>>

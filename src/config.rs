//! Configuration for the `milbus-diagnostics` engine and its driver binary.
//!
//! Two layers live here. [`AnalysisConfig`] gathers every classification
//! threshold and health deduction the analyzers use, with documented
//! defaults, so boundary behavior can be asserted without touching call
//! sites. [`Config`] is the runtime configuration of the driver, loaded
//! from environment variables (with optional `.env` file support provided
//! by the caller).
use std::env;
use std::fmt;
use std::str::FromStr;

use anyhow::{anyhow, Result};
use serde::{Deserialize, Serialize};

/// Parse an optional environment variable of any `FromStr` type with a default value.
macro_rules! parse_env {
    ($var_name:expr, $ty:ty, $default:expr) => {
        env::var($var_name)
            .ok()
            .map(|v| v.trim().parse::<$ty>())
            .transpose()
            .map_err(|e| anyhow!("Invalid {}: {}", $var_name, e))?
            .unwrap_or($default)
    };
}

// ---

/// Which passes the engine runs, and therefore which columns it requires.
#[derive(Debug, Clone, Copy, PartialEq, Eq, Default, Serialize, Deserialize)]
#[serde(rename_all = "snake_case")]
pub enum AnalysisMode {
    /// Timestamp and decoded info only: periodicity, jitter, timing deviations.
    Timing,
    /// Timing plus command, status and data word analysis.
    #[default]
    Full,
}

impl FromStr for AnalysisMode {
    type Err = String;

    fn from_str(s: &str) -> std::result::Result<Self, Self::Err> {
        // ---
        match s.to_ascii_lowercase().as_str() {
            "full" => Ok(AnalysisMode::Full),
            "timing" | "basic" => Ok(AnalysisMode::Timing),
            other => Err(format!("unknown analysis mode {other:?} (expected full|timing)")),
        }
    }
}

impl fmt::Display for AnalysisMode {
    fn fmt(&self, f: &mut fmt::Formatter<'_>) -> fmt::Result {
        match self {
            AnalysisMode::Timing => f.write_str("timing"),
            AnalysisMode::Full => f.write_str("full"),
        }
    }
}

/// Thresholds and weights used by the analyzers and the health scorer.
///
/// All classification cutoffs are strict `<` comparisons, so a value sitting
/// exactly on a cutoff falls into the bucket above it: `cv == 0.1` is
/// `REGULAR`, not `HIGHLY_REGULAR`.
#[derive(Debug, Clone, PartialEq, Serialize, Deserialize)]
pub struct AnalysisConfig {
    // ---
    /// Streams shorter than this are left out of every per-stream section.
    pub min_stream_len: usize,

    /// Coefficient-of-variation cutoffs for regularity classification.
    pub cv_highly_regular: f64,
    pub cv_regular: f64,
    pub cv_moderately_irregular: f64,

    /// Jitter percentage cutoffs (std / mean * 100).
    pub jitter_low_pct: f64,
    pub jitter_moderate_pct: f64,
    pub jitter_high_pct: f64,

    /// Multiplier on IQR for the outlier fences.
    pub iqr_factor: f64,
    /// The outlier pass runs only with strictly more intervals than this.
    pub outlier_min_intervals: usize,

    /// Fraction of the median interval tolerated before a sequence issue.
    pub sequence_tolerance: f64,

    /// Share of all data words one value may hold before it is flagged.
    pub stuck_value_ratio: f64,
    pub repeated_value_ratio: f64,
    /// A column used less than this share of the busiest column is rare.
    pub rare_column_ratio: f64,
    /// Missing words per row at or above which severity becomes HIGH.
    pub missing_words_high: usize,
    /// Share of zero-valued expected words that is suspicious.
    pub zero_concentration_ratio: f64,

    pub deductions: HealthDeductions,
    pub status_cutoffs: HealthCutoffs,
}

/// Points removed from the starting health score of 100.
#[derive(Debug, Clone, PartialEq, Serialize, Deserialize)]
pub struct HealthDeductions {
    pub irregular_stream: f64,
    pub high_jitter_stream: f64,
    pub anomaly: f64,
    pub critical_anomaly: f64,
    pub message_error: f64,
    pub busy: f64,
    pub command_violation: f64,
    pub data_integrity: f64,
}

/// Minimum scores for each health status label (inclusive).
#[derive(Debug, Clone, PartialEq, Serialize, Deserialize)]
pub struct HealthCutoffs {
    pub excellent: f64,
    pub good: f64,
    pub fair: f64,
    pub poor: f64,
}

impl Default for AnalysisConfig {
    fn default() -> Self {
        // ---
        Self {
            min_stream_len: 3,
            cv_highly_regular: 0.1,
            cv_regular: 0.3,
            cv_moderately_irregular: 0.5,
            jitter_low_pct: 5.0,
            jitter_moderate_pct: 15.0,
            jitter_high_pct: 30.0,
            iqr_factor: 1.5,
            outlier_min_intervals: 4,
            sequence_tolerance: 0.5,
            stuck_value_ratio: 0.5,
            repeated_value_ratio: 0.25,
            rare_column_ratio: 0.1,
            missing_words_high: 5,
            zero_concentration_ratio: 0.8,
            deductions: HealthDeductions::default(),
            status_cutoffs: HealthCutoffs::default(),
        }
    }
}

impl Default for HealthDeductions {
    fn default() -> Self {
        Self {
            irregular_stream: 10.0,
            high_jitter_stream: 15.0,
            anomaly: 5.0,
            critical_anomaly: 10.0,
            message_error: 20.0,
            busy: 5.0,
            command_violation: 15.0,
            data_integrity: 8.0,
        }
    }
}

impl Default for HealthCutoffs {
    fn default() -> Self {
        Self {
            excellent: 90.0,
            good: 75.0,
            fair: 60.0,
            poor: 40.0,
        }
    }
}

// ---

/// Strongly typed driver configuration.
///
/// All fields are immutable after loading, ensuring a consistent configuration
/// snapshot for the lifetime of the run.
#[derive(Debug, Clone)]
pub struct Config {
    // ---
    /// Capture file to analyze (CSV, or JSON `{columns, rows}`).
    pub input_path: Option<String>,

    /// Which analysis passes to run.
    pub mode: AnalysisMode,

    /// Pretty-print the JSON report.
    pub pretty_json: bool,

    /// Engine thresholds, defaults with any environment overrides applied.
    pub analysis: AnalysisConfig,
}

/// Load configuration from environment variables with defaults.
///
/// Optional:
/// - `BUS_LOG_FILE` – capture file path (the first CLI argument wins over this)
/// - `BUS_ANALYSIS_MODE` – `full` or `timing` (default: `full`)
/// - `BUS_PRETTY_JSON` – `true`/`false` (default: `true`)
/// - `BUS_MIN_STREAM_LEN` – minimum records per analyzed stream (default: 3)
/// - `BUS_IQR_FACTOR` – outlier fence multiplier (default: 1.5)
///
/// Returns an error if any variable is present but invalid.
pub fn load_from_env() -> Result<Config> {
    // ---
    let defaults = AnalysisConfig::default();

    let input_path = env::var("BUS_LOG_FILE").ok().filter(|p| !p.trim().is_empty());
    let mode = parse_env!("BUS_ANALYSIS_MODE", AnalysisMode, AnalysisMode::Full);
    let pretty_json = parse_env!("BUS_PRETTY_JSON", bool, true);
    let min_stream_len = parse_env!("BUS_MIN_STREAM_LEN", usize, defaults.min_stream_len);
    let iqr_factor = parse_env!("BUS_IQR_FACTOR", f64, defaults.iqr_factor);

    if min_stream_len < 2 {
        return Err(anyhow!(
            "Invalid BUS_MIN_STREAM_LEN: {} (need at least 2 records to form an interval)",
            min_stream_len
        ));
    }
    if !iqr_factor.is_finite() || iqr_factor < 0.0 {
        return Err(anyhow!("Invalid BUS_IQR_FACTOR: {}", iqr_factor));
    }

    Ok(Config {
        input_path,
        mode,
        pretty_json,
        analysis: AnalysisConfig {
            min_stream_len,
            iqr_factor,
            ..defaults
        },
    })
}

impl Config {
    /// Log the loaded configuration for debugging purposes.
    pub fn log_config(&self) {
        // ---
        tracing::info!("Configuration loaded:");
        tracing::info!(
            "  BUS_LOG_FILE       : {}",
            self.input_path.as_deref().unwrap_or("<from argument>")
        );
        tracing::info!("  BUS_ANALYSIS_MODE  : {}", self.mode);
        tracing::info!("  BUS_PRETTY_JSON    : {}", self.pretty_json);
        tracing::info!("  BUS_MIN_STREAM_LEN : {}", self.analysis.min_stream_len);
        tracing::info!("  BUS_IQR_FACTOR     : {}", self.analysis.iqr_factor);
    }
}

#[cfg(test)]
mod tests {
    // ---
    use super::*;

    #[test]
    fn test_default_thresholds() {
        // ---
        let cfg = AnalysisConfig::default();
        assert_eq!(cfg.min_stream_len, 3);
        assert_eq!(cfg.cv_highly_regular, 0.1);
        assert_eq!(cfg.cv_regular, 0.3);
        assert_eq!(cfg.cv_moderately_irregular, 0.5);
        assert_eq!(cfg.jitter_low_pct, 5.0);
        assert_eq!(cfg.jitter_moderate_pct, 15.0);
        assert_eq!(cfg.jitter_high_pct, 30.0);
        assert_eq!(cfg.deductions.message_error, 20.0);
        assert_eq!(cfg.status_cutoffs.excellent, 90.0);
    }

    #[test]
    fn test_analysis_mode_parsing() {
        // ---
        assert_eq!("full".parse::<AnalysisMode>(), Ok(AnalysisMode::Full));
        assert_eq!("Timing".parse::<AnalysisMode>(), Ok(AnalysisMode::Timing));
        assert_eq!("basic".parse::<AnalysisMode>(), Ok(AnalysisMode::Timing));
        assert!("fast".parse::<AnalysisMode>().is_err());
    }
}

<<

Exercise requirements
Retype only the lines running from the top of the listing to the line that holds "columns it requires.", both ends included.

Task output
filename src/config.rs
//! Configuration for the `milbus-diagnostics` engine and its driver binary.
//!
//! Two layers live here. [`AnalysisConfig`] gathers every classification
//! threshold and health deduction the analyzers use, with documented
//! defaults, so boundary behavior can be asserted without touching call
//! sites. [`Config`] is the runtime configuration of the driver, loaded
//! from environment variables (with optional `.env` file support provided
//! by the caller).
use std::env;
use std::fmt;
use std::str::FromStr;

use anyhow::{anyhow, Result};
use serde::{Deserialize, Serialize};

/// Parse an optional environment variable of any `FromStr` type with a default value.
macro_rules! parse_env {
    ($var_name:expr, $ty:ty, $default:expr) => {
        env::var($var_name)
            .ok()
            .map(|v| v.trim().parse::<$ty>())
            .transpose()
            .map_err(|e| anyhow!("Invalid {}: {}", $var_name, e))?
            .unwrap_or($default)
    };
}

// ---

/// Which passes the engine runs, and therefore which columns it requires.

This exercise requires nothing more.